Adobe weist auf gravierende Schwachstelle im Flash Player hin

SicherheitSicherheitsmanagement
Adobe-Flash-Player (Bild: Adobe)

Die Lücke findet sich in der Version 21.0.0.197 und früher für Windows, Mac OS X, Linux sowie Chrome OS. Bislang bekannt sind jedoch nur Attacken auf Flash Player 20 unter Windows 7 sowie Windows XP. Aufgrund einer neuen Sicherheitsfunktion lässt sich der Exploit ab Version 21.0.0.182 nicht mehr ausnutzen.

Adobe hat auf eine Zero-Day-Lücke im Flash Player hingewiesen. Die als schwerwiegend bewertete Anfälligkeit findet sich in der Version 21.0.0.197 und früher für Windows, Mac OS X, Linux und Chrome OS. Gegebenenfalls ist ein Angreifer in der Lage, einen Absturz der Anwendung zu verursachen und darüber hinaus die vollständige Kontrolle über ein betroffenes System zu übernehmen.

Adobe-Flash-Player (Bild: Adobe)

Die Schwachstelle mit der Kennung CVE-2016-1019 wird laut der Sicherheitsmeldung schon aktiv für Angriffe auf Windows 7 und Windows XP mit Flash Player 20.0.0.306 und früher ausgenutzt. Angaben des Unternehmens zufolge verhindert eine mit Flash Player 21.0.0.182 eingeführte Sicherheitsfunktion, dass die Lücke ab dieser Version missbraucht werden kann, sodass Anwender von Flash Player 21.0.0.182 oder höher demnach vor Angriffen geschützt sind.
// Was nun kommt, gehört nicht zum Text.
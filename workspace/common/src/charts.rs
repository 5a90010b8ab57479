//! Chart descriptions. Each one is plain data that the page hands to plotly.js;
//! an empty description is the placeholder state for an empty filtered view.

use chrono::NaiveDate;
use serde::{Deserialize, Serialize};
use utoipa::ToSchema;

use crate::filters::{Cluster, Feature, TimeBucket};

/// One slice of the segment donut.
#[derive(Debug, Clone, Serialize, Deserialize, ToSchema, PartialEq)]
pub struct SegmentSlice {
    #[schema(value_type = u8)]
    pub cluster: Cluster,
    pub label: String,
    pub color: String,
    pub count: usize,
    pub percentage: f64,
}

/// Proportion of customers per cluster.
#[derive(Debug, Clone, Serialize, Deserialize, ToSchema, PartialEq)]
pub struct SegmentDonut {
    pub title: String,
    /// Relative size of the hole, 0..1
    pub hole: f64,
    pub slices: Vec<SegmentSlice>,
}

impl SegmentDonut {
    pub fn is_empty(&self) -> bool {
        self.slices.is_empty()
    }
}

#[derive(Debug, Clone, Serialize, Deserialize, ToSchema, PartialEq)]
pub struct RadarAxis {
    pub feature: Feature,
    pub label: String,
    /// Axis is drawn as `1 - value/max` so that "further out" is always better
    pub inverted: bool,
}

#[derive(Debug, Clone, Serialize, Deserialize, ToSchema, PartialEq)]
pub struct RadarSeries {
    #[schema(value_type = u8)]
    pub cluster: Cluster,
    pub label: String,
    pub color: String,
    /// Normalized values in 0..=1, one per axis
    pub values: Vec<f64>,
    /// Cluster means before normalization, one per axis
    pub means: Vec<f64>,
}

/// Normalized comparison of mean feature values between clusters.
#[derive(Debug, Clone, Serialize, Deserialize, ToSchema, PartialEq)]
pub struct SegmentRadar {
    pub title: String,
    pub axes: Vec<RadarAxis>,
    pub series: Vec<RadarSeries>,
}

impl SegmentRadar {
    pub fn is_empty(&self) -> bool {
        self.series.is_empty()
    }
}

#[derive(Debug, Clone, Serialize, Deserialize, ToSchema, PartialEq)]
pub struct ScatterPoint {
    pub customer_id: String,
    pub frequency: f64,
    pub monetary: f64,
}

#[derive(Debug, Clone, Serialize, Deserialize, ToSchema, PartialEq)]
pub struct ScatterSeries {
    #[schema(value_type = u8)]
    pub cluster: Cluster,
    pub label: String,
    pub color: String,
    pub points: Vec<ScatterPoint>,
}

/// Monetary (y) against frequency (x), one point per customer.
#[derive(Debug, Clone, Serialize, Deserialize, ToSchema, PartialEq)]
pub struct RfmScatter {
    pub title: String,
    pub x_label: String,
    pub y_label: String,
    pub series: Vec<ScatterSeries>,
}

impl RfmScatter {
    pub fn is_empty(&self) -> bool {
        self.series.iter().all(|series| series.points.is_empty())
    }
}

/// Half-open histogram bin `[start, end)`; the last bin also contains its end.
#[derive(Debug, Clone, Serialize, Deserialize, ToSchema, PartialEq)]
pub struct HistogramBin {
    pub start: f64,
    pub end: f64,
    pub count: usize,
    /// Share of the cluster's customers that fall in this bin
    pub percent: f64,
}

/// Five-number summary plus whiskers at 1.5 IQR.
#[derive(Debug, Clone, Serialize, Deserialize, ToSchema, PartialEq)]
pub struct BoxStats {
    pub min: f64,
    pub q1: f64,
    pub median: f64,
    pub q3: f64,
    pub max: f64,
    pub lower_whisker: f64,
    pub upper_whisker: f64,
    pub outliers: Vec<f64>,
}

#[derive(Debug, Clone, Serialize, Deserialize, ToSchema, PartialEq)]
pub struct DistributionSeries {
    #[schema(value_type = u8)]
    pub cluster: Cluster,
    pub label: String,
    pub color: String,
    pub count: usize,
    pub bins: Vec<HistogramBin>,
    pub box_stats: Option<BoxStats>,
    /// Raw values, so the client can draw the marginal box plot itself
    pub values: Vec<f64>,
}

/// Histogram and box plot of one feature, grouped by cluster.
#[derive(Debug, Clone, Serialize, Deserialize, ToSchema, PartialEq)]
pub struct FeatureDistribution {
    pub title: String,
    pub feature: Feature,
    pub feature_label: String,
    pub series: Vec<DistributionSeries>,
}

impl FeatureDistribution {
    pub fn is_empty(&self) -> bool {
        self.series.is_empty()
    }
}

#[derive(Debug, Clone, Copy, PartialEq, Eq, Serialize, Deserialize, ToSchema)]
#[serde(rename_all = "snake_case")]
pub enum TimeseriesMetric {
    Revenue,
    ActiveCustomers,
    AvgOrderValue,
}

impl TimeseriesMetric {
    pub const ALL: [TimeseriesMetric; 3] = [
        TimeseriesMetric::Revenue,
        TimeseriesMetric::ActiveCustomers,
        TimeseriesMetric::AvgOrderValue,
    ];

    pub fn title(self) -> &'static str {
        match self {
            TimeseriesMetric::Revenue => "Revenue Trends",
            TimeseriesMetric::ActiveCustomers => "Customer Activity",
            TimeseriesMetric::AvgOrderValue => "Average Order Value",
        }
    }

    pub fn axis_label(self) -> &'static str {
        match self {
            TimeseriesMetric::Revenue => "Total Revenue",
            TimeseriesMetric::ActiveCustomers => "Number of Active Customers",
            TimeseriesMetric::AvgOrderValue => "Average Order Value",
        }
    }
}

/// Aggregates of one cluster in one time bucket.
#[derive(Debug, Clone, Serialize, Deserialize, ToSchema, PartialEq)]
pub struct TimeseriesPoint {
    /// First day of the bucket
    pub period: NaiveDate,
    pub revenue: f64,
    pub active_customers: usize,
    pub avg_order_value: f64,
    pub order_count: usize,
}

impl TimeseriesPoint {
    pub fn value(&self, metric: TimeseriesMetric) -> f64 {
        match metric {
            TimeseriesMetric::Revenue => self.revenue,
            TimeseriesMetric::ActiveCustomers => self.active_customers as f64,
            TimeseriesMetric::AvgOrderValue => self.avg_order_value,
        }
    }
}

#[derive(Debug, Clone, Serialize, Deserialize, ToSchema, PartialEq)]
pub struct TimeseriesSeries {
    #[schema(value_type = u8)]
    pub cluster: Cluster,
    pub label: String,
    pub color: String,
    pub points: Vec<TimeseriesPoint>,
}

/// Revenue, active customers and average order value per time bucket.
#[derive(Debug, Clone, Serialize, Deserialize, ToSchema, PartialEq)]
pub struct TimeseriesChart {
    pub title: String,
    pub bucket: TimeBucket,
    /// One panel per metric, in display order
    pub metrics: Vec<TimeseriesMetric>,
    pub series: Vec<TimeseriesSeries>,
}

impl TimeseriesChart {
    pub fn is_empty(&self) -> bool {
        self.series.iter().all(|series| series.points.is_empty())
    }
}

/// All chart panels of the dashboard.
#[derive(Debug, Clone, Serialize, Deserialize, ToSchema, PartialEq)]
pub struct DashboardCharts {
    pub donut: SegmentDonut,
    pub radar: SegmentRadar,
    pub scatter: RfmScatter,
    pub distribution: FeatureDistribution,
    pub timeseries: TimeseriesChart,
}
Adobe empfiehlt betroffenen Anwendern, unverzüglich auf eine aktuelle Version von Flash Player zu wechseln. Sie wird über die automatische Updatefunktion sowie das Flash Player Download Center ausgeliefert. Einen Patch will Adobe spätestens am 7. April bereitstellen, daher hält es bislang alle Einzelheiten zur Schwachstelle zurück.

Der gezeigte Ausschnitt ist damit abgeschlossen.